**EXTRACTED DATA**:
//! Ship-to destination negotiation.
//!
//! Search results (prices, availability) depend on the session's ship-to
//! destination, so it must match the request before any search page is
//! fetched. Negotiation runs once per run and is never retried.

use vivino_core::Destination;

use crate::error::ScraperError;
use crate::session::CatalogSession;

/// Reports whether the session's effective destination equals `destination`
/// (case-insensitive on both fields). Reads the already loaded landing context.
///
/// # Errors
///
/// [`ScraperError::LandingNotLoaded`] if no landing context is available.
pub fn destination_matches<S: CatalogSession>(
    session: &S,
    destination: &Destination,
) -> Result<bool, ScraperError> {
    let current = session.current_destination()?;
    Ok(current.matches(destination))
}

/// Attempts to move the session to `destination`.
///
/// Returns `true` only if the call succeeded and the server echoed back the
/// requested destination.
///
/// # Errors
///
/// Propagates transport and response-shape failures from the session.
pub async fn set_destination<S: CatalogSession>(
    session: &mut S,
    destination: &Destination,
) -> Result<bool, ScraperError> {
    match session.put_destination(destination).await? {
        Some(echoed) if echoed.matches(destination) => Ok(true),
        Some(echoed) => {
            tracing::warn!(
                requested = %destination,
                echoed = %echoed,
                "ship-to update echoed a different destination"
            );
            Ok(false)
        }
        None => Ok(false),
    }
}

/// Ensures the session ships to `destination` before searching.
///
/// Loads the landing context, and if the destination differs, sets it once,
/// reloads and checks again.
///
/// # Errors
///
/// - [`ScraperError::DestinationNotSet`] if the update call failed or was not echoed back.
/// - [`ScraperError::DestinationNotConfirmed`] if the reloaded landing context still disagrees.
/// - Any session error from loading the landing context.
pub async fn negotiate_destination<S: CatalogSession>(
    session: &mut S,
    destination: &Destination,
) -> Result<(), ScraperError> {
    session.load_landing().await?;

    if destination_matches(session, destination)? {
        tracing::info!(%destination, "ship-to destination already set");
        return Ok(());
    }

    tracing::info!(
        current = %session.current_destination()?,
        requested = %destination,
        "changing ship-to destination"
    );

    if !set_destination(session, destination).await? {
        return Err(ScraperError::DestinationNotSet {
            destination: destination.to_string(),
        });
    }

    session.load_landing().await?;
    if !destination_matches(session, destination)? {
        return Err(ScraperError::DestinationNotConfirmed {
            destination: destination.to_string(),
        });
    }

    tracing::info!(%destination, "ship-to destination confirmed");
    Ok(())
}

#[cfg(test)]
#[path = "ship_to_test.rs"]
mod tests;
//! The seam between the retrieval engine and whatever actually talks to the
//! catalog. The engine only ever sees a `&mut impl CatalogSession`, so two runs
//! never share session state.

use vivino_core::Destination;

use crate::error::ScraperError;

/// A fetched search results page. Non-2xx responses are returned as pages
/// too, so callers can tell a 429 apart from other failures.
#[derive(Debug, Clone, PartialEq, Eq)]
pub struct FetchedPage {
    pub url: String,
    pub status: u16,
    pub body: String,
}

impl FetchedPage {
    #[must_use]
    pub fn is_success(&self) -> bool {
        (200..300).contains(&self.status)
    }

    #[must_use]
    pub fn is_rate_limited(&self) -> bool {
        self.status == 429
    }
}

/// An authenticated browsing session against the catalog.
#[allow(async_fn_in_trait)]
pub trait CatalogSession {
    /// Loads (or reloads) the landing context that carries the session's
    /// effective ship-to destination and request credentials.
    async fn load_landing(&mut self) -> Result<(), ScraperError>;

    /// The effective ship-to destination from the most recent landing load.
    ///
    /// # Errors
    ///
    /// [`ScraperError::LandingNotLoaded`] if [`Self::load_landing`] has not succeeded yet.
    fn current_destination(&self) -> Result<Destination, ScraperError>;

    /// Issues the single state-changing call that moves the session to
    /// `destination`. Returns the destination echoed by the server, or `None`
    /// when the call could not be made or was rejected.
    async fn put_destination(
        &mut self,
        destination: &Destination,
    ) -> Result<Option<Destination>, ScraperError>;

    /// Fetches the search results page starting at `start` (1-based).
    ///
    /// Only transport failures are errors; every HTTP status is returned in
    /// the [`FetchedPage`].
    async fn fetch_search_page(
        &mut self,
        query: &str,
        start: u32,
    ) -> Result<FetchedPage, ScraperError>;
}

==

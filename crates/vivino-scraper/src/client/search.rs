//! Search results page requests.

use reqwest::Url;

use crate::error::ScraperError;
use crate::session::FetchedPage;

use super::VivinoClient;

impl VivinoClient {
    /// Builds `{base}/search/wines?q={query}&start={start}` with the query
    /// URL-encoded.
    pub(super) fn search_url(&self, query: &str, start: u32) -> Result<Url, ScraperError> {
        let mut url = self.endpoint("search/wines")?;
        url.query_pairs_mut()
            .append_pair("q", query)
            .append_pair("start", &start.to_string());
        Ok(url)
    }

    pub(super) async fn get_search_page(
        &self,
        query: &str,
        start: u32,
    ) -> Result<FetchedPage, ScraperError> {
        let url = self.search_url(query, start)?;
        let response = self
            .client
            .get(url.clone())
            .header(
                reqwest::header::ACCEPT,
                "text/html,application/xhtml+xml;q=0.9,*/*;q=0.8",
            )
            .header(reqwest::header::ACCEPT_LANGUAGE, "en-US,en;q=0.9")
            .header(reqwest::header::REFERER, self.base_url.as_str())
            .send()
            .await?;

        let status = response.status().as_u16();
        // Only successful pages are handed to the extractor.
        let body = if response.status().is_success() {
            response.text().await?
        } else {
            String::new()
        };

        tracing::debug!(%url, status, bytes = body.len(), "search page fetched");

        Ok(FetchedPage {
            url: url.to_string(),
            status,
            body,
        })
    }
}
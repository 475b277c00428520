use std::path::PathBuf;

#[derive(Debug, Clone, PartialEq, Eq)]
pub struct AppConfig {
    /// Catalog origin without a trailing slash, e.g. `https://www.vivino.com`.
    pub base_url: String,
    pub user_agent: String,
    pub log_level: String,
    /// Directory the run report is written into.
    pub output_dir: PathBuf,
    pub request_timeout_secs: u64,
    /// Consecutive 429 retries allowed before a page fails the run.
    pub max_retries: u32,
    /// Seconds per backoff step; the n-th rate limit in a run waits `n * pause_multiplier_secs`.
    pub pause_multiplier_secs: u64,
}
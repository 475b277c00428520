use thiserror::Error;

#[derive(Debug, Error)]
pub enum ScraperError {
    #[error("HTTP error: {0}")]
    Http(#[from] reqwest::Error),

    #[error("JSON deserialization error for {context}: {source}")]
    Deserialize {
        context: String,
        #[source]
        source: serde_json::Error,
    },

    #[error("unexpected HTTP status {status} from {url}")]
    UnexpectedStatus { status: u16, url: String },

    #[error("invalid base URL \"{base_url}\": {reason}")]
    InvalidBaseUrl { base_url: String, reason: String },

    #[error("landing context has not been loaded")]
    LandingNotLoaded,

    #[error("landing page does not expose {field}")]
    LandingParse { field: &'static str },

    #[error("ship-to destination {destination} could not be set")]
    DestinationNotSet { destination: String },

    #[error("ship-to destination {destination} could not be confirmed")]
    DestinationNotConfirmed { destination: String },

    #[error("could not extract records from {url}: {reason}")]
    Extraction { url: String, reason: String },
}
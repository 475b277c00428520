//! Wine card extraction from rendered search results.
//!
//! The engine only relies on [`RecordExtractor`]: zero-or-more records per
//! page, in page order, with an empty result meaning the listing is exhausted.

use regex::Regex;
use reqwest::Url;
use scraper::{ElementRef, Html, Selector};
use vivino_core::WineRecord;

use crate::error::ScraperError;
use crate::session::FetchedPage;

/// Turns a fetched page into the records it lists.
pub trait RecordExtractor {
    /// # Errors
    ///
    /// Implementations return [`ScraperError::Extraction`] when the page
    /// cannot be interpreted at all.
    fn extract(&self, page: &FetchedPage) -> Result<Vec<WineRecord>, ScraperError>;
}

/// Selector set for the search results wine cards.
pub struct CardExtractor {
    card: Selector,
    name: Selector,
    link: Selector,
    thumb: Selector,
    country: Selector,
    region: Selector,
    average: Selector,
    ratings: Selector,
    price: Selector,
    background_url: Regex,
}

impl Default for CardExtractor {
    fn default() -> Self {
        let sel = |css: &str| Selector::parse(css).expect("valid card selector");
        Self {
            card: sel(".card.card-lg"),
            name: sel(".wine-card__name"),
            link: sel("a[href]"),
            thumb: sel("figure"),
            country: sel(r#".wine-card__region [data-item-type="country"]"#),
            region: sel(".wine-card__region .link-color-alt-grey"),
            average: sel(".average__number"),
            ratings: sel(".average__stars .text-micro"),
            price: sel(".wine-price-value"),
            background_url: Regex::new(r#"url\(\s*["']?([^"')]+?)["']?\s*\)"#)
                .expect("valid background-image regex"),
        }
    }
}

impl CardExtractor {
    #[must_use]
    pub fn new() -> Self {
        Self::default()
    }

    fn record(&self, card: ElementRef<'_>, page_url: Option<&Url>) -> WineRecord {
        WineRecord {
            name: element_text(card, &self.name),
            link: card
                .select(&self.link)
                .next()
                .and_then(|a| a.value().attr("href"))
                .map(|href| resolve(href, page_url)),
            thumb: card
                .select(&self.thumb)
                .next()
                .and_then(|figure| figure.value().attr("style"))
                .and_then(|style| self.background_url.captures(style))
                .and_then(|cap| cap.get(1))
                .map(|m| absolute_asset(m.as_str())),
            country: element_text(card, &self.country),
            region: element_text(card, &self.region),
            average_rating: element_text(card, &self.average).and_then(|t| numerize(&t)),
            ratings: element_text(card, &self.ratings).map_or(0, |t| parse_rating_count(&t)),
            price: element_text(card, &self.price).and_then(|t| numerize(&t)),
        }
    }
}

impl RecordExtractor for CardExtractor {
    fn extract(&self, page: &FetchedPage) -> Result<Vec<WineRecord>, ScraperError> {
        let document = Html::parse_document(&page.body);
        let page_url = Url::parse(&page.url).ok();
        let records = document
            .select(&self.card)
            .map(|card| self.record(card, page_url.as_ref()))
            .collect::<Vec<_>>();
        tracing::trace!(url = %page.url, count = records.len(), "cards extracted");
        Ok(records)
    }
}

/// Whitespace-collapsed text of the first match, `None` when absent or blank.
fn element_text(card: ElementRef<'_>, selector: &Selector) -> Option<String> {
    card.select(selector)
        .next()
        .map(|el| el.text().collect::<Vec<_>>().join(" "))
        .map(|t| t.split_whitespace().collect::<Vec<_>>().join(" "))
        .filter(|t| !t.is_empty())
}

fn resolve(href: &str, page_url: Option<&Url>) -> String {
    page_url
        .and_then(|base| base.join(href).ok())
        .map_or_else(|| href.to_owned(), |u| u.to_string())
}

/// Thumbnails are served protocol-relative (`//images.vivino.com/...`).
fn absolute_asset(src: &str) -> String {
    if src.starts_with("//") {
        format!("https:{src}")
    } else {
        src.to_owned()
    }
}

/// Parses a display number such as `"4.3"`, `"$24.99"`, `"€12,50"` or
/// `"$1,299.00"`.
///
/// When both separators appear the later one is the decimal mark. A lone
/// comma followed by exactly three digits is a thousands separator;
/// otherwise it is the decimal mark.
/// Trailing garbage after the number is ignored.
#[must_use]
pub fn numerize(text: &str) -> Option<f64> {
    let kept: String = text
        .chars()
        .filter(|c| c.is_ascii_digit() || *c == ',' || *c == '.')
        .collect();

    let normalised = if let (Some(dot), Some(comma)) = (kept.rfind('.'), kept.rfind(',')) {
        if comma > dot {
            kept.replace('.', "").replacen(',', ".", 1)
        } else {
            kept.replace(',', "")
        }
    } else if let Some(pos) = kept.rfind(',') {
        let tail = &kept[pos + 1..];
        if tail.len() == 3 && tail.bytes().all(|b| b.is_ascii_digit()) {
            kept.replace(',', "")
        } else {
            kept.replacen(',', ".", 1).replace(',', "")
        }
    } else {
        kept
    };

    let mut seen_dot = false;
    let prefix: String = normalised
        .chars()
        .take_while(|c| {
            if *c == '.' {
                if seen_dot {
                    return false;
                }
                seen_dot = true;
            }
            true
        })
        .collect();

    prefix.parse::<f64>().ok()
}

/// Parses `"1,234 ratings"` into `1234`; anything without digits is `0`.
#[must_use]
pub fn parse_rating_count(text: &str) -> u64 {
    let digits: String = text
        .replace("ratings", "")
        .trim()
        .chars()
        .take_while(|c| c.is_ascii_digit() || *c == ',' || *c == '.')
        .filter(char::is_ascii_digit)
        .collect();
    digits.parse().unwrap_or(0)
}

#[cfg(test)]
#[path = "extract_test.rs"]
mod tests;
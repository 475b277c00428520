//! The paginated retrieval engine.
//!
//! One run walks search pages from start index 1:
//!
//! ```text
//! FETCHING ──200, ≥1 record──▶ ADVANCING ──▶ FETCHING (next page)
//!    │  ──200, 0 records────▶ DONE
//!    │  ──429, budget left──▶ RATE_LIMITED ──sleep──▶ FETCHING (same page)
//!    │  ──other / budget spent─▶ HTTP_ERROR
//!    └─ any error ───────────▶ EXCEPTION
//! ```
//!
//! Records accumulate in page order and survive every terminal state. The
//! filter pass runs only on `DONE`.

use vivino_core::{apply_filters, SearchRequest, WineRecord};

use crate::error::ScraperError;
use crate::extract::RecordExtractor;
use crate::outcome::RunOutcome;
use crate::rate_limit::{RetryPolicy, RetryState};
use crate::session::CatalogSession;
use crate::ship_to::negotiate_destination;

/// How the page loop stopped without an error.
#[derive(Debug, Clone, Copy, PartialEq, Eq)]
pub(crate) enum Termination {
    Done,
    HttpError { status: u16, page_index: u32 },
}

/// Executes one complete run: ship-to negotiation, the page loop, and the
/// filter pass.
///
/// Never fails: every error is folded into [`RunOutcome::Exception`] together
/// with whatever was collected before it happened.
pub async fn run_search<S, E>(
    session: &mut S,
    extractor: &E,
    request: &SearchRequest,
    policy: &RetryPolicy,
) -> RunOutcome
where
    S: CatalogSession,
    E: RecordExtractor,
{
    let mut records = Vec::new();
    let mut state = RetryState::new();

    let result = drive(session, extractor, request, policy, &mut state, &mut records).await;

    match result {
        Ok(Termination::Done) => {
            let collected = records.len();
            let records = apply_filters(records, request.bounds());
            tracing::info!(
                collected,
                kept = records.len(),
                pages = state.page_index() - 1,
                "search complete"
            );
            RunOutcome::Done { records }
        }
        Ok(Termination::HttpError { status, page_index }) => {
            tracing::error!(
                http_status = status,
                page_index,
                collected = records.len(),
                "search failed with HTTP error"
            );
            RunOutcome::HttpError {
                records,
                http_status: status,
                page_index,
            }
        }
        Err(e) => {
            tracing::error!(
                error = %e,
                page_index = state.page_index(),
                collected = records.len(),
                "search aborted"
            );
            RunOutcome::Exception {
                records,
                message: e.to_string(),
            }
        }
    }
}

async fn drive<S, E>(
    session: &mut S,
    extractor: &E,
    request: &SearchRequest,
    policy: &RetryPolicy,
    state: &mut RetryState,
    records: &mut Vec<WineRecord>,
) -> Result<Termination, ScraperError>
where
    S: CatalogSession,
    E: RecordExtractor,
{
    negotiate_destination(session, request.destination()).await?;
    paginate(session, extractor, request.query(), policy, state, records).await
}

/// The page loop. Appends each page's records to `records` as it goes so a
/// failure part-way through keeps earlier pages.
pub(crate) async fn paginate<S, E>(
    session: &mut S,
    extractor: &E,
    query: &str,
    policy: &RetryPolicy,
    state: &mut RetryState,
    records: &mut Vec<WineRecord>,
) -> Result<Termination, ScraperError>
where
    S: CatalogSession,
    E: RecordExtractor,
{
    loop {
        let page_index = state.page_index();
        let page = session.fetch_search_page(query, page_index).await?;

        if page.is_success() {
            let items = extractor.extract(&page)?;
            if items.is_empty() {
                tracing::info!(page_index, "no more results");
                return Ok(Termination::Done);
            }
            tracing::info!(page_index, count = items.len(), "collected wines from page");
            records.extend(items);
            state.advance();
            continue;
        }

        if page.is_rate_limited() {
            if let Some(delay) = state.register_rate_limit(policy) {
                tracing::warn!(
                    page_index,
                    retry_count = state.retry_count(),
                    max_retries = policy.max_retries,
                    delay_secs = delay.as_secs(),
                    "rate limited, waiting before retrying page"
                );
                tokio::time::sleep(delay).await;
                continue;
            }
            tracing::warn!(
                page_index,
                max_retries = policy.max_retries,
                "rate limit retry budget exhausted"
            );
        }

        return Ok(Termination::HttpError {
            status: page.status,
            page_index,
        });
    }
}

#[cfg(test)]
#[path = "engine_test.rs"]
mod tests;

**WHAT TO WORK ON**:
Filter the records for lines holding the string "into". Copy each one.

**TASK RESULT**:
    /// Directory the run report is written into.
/// Turns a fetched page into the records it lists.
/// Parses `"1,234 ratings"` into `1234`; anything without digits is `0`.
/// Never fails: every error is folded into [`RunOutcome::Exception`] together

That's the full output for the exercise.